Once you have read the listing, retype all of it exactly.
%%
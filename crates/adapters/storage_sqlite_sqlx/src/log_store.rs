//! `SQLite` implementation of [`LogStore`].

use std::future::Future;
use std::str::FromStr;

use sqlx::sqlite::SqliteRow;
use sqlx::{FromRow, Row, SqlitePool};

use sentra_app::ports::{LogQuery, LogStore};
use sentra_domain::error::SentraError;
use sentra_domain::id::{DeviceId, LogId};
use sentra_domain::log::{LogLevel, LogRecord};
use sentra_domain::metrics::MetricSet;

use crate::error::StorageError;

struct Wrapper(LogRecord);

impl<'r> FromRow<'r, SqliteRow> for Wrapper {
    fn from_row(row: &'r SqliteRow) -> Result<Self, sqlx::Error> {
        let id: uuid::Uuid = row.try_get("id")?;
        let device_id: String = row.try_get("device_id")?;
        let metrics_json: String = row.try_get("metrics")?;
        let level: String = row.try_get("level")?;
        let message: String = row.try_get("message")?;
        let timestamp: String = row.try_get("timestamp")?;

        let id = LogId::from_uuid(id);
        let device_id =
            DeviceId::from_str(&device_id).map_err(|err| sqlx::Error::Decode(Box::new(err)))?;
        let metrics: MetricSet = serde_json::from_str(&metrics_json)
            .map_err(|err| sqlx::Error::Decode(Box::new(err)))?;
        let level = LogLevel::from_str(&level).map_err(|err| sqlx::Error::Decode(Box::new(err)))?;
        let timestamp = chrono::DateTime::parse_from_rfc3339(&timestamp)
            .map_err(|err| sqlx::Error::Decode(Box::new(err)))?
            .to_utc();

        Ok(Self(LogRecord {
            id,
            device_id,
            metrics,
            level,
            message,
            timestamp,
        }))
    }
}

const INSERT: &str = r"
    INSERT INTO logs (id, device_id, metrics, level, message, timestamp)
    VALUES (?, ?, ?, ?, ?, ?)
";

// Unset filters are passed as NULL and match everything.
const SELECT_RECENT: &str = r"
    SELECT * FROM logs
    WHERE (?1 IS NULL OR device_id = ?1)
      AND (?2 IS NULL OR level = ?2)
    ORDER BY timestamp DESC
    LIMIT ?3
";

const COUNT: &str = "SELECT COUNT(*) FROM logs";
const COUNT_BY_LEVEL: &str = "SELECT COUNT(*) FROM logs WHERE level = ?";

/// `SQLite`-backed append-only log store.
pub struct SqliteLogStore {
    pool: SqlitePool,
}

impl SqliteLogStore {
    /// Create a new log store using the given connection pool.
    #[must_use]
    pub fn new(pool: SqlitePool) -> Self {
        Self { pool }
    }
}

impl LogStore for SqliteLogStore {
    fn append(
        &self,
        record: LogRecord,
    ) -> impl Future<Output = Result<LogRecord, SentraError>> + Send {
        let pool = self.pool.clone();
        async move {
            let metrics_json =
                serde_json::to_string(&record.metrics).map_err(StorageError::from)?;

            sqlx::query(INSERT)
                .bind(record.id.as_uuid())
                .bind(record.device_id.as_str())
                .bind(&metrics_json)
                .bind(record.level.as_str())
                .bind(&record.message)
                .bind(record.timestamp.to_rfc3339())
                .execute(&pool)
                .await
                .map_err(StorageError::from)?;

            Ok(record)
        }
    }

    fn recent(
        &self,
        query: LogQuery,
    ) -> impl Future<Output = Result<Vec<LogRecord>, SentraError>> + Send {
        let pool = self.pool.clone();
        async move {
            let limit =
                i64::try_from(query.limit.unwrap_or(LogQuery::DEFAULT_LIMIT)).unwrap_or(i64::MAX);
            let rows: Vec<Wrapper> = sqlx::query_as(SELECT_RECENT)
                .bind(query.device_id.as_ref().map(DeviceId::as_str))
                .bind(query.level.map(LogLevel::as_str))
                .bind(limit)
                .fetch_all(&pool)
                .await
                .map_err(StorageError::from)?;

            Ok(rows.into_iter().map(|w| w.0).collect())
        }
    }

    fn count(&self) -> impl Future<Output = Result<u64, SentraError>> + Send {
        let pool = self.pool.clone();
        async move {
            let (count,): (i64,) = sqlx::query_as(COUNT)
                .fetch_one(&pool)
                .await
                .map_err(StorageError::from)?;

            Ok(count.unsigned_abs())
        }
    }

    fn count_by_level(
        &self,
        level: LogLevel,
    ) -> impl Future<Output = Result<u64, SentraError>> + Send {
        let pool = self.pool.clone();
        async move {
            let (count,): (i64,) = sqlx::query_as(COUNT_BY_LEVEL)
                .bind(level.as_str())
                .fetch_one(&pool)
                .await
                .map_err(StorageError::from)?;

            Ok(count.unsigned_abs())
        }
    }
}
%%
§ Answer:
filename crates/adapters/storage_sqlite_sqlx/src/log_store.rs
//! `SQLite` implementation of [`LogStore`].

use std::future::Future;
use std::str::FromStr;

use sqlx::sqlite::SqliteRow;
use sqlx::{FromRow, Row, SqlitePool};

use sentra_app::ports::{LogQuery, LogStore};
use sentra_domain::error::SentraError;
use sentra_domain::id::{DeviceId, LogId};
use sentra_domain::log::{LogLevel, LogRecord};
use sentra_domain::metrics::MetricSet;

use crate::error::StorageError;

struct Wrapper(LogRecord);

impl<'r> FromRow<'r, SqliteRow> for Wrapper {
    fn from_row(row: &'r SqliteRow) -> Result<Self, sqlx::Error> {
        let id: uuid::Uuid = row.try_get("id")?;
        let device_id: String = row.try_get("device_id")?;
        let metrics_json: String = row.try_get("metrics")?;
        let level: String = row.try_get("level")?;
        let message: String = row.try_get("message")?;
        let timestamp: String = row.try_get("timestamp")?;

        let id = LogId::from_uuid(id);
        let device_id =
            DeviceId::from_str(&device_id).map_err(|err| sqlx::Error::Decode(Box::new(err)))?;
        let metrics: MetricSet = serde_json::from_str(&metrics_json)
            .map_err(|err| sqlx::Error::Decode(Box::new(err)))?;
        let level = LogLevel::from_str(&level).map_err(|err| sqlx::Error::Decode(Box::new(err)))?;
        let timestamp = chrono::DateTime::parse_from_rfc3339(&timestamp)
            .map_err(|err| sqlx::Error::Decode(Box::new(err)))?
            .to_utc();

        Ok(Self(LogRecord {
            id,
            device_id,
            metrics,
            level,
            message,
            timestamp,
        }))
    }
}

const INSERT: &str = r"
    INSERT INTO logs (id, device_id, metrics, level, message, timestamp)
    VALUES (?, ?, ?, ?, ?, ?)
";

// Unset filters are passed as NULL and match everything.
const SELECT_RECENT: &str = r"
    SELECT * FROM logs
    WHERE (?1 IS NULL OR device_id = ?1)
      AND (?2 IS NULL OR level = ?2)
    ORDER BY timestamp DESC
    LIMIT ?3
";

const COUNT: &str = "SELECT COUNT(*) FROM logs";
const COUNT_BY_LEVEL: &str = "SELECT COUNT(*) FROM logs WHERE level = ?";

/// `SQLite`-backed append-only log store.
pub struct SqliteLogStore {
    pool: SqlitePool,
}

impl SqliteLogStore {
    /// Create a new log store using the given connection pool.
    #[must_use]
    pub fn new(pool: SqlitePool) -> Self {
        Self { pool }
    }
}

impl LogStore for SqliteLogStore {
    fn append(
        &self,
        record: LogRecord,
    ) -> impl Future<Output = Result<LogRecord, SentraError>> + Send {
        let pool = self.pool.clone();
        async move {
            let metrics_json =
                serde_json::to_string(&record.metrics).map_err(StorageError::from)?;

            sqlx::query(INSERT)
                .bind(record.id.as_uuid())
                .bind(record.device_id.as_str())
                .bind(&metrics_json)
                .bind(record.level.as_str())
                .bind(&record.message)
                .bind(record.timestamp.to_rfc3339())
                .execute(&pool)
                .await
                .map_err(StorageError::from)?;

            Ok(record)
        }
    }

    fn recent(
        &self,
        query: LogQuery,
    ) -> impl Future<Output = Result<Vec<LogRecord>, SentraError>> + Send {
        let pool = self.pool.clone();
        async move {
            let limit =
                i64::try_from(query.limit.unwrap_or(LogQuery::DEFAULT_LIMIT)).unwrap_or(i64::MAX);
            let rows: Vec<Wrapper> = sqlx::query_as(SELECT_RECENT)
                .bind(query.device_id.as_ref().map(DeviceId::as_str))
                .bind(query.level.map(LogLevel::as_str))
                .bind(limit)
                .fetch_all(&pool)
                .await
                .map_err(StorageError::from)?;

            Ok(rows.into_iter().map(|w| w.0).collect())
        }
    }

    fn count(&self) -> impl Future<Output = Result<u64, SentraError>> + Send {
        let pool = self.pool.clone();
        async move {
            let (count,): (i64,) = sqlx::query_as(COUNT)
                .fetch_one(&pool)
                .await
                .map_err(StorageError::from)?;

            Ok(count.unsigned_abs())
        }
    }

    fn count_by_level(
        &self,
        level: LogLevel,
    ) -> impl Future<Output = Result<u64, SentraError>> + Send {
        let pool = self.pool.clone();
        async move {
            let (count,): (i64,) = sqlx::query_as(COUNT_BY_LEVEL)
                .bind(level.as_str())
                .fetch_one(&pool)
                .await
                .map_err(StorageError::from)?;

            Ok(count.unsigned_abs())
        }
    }
}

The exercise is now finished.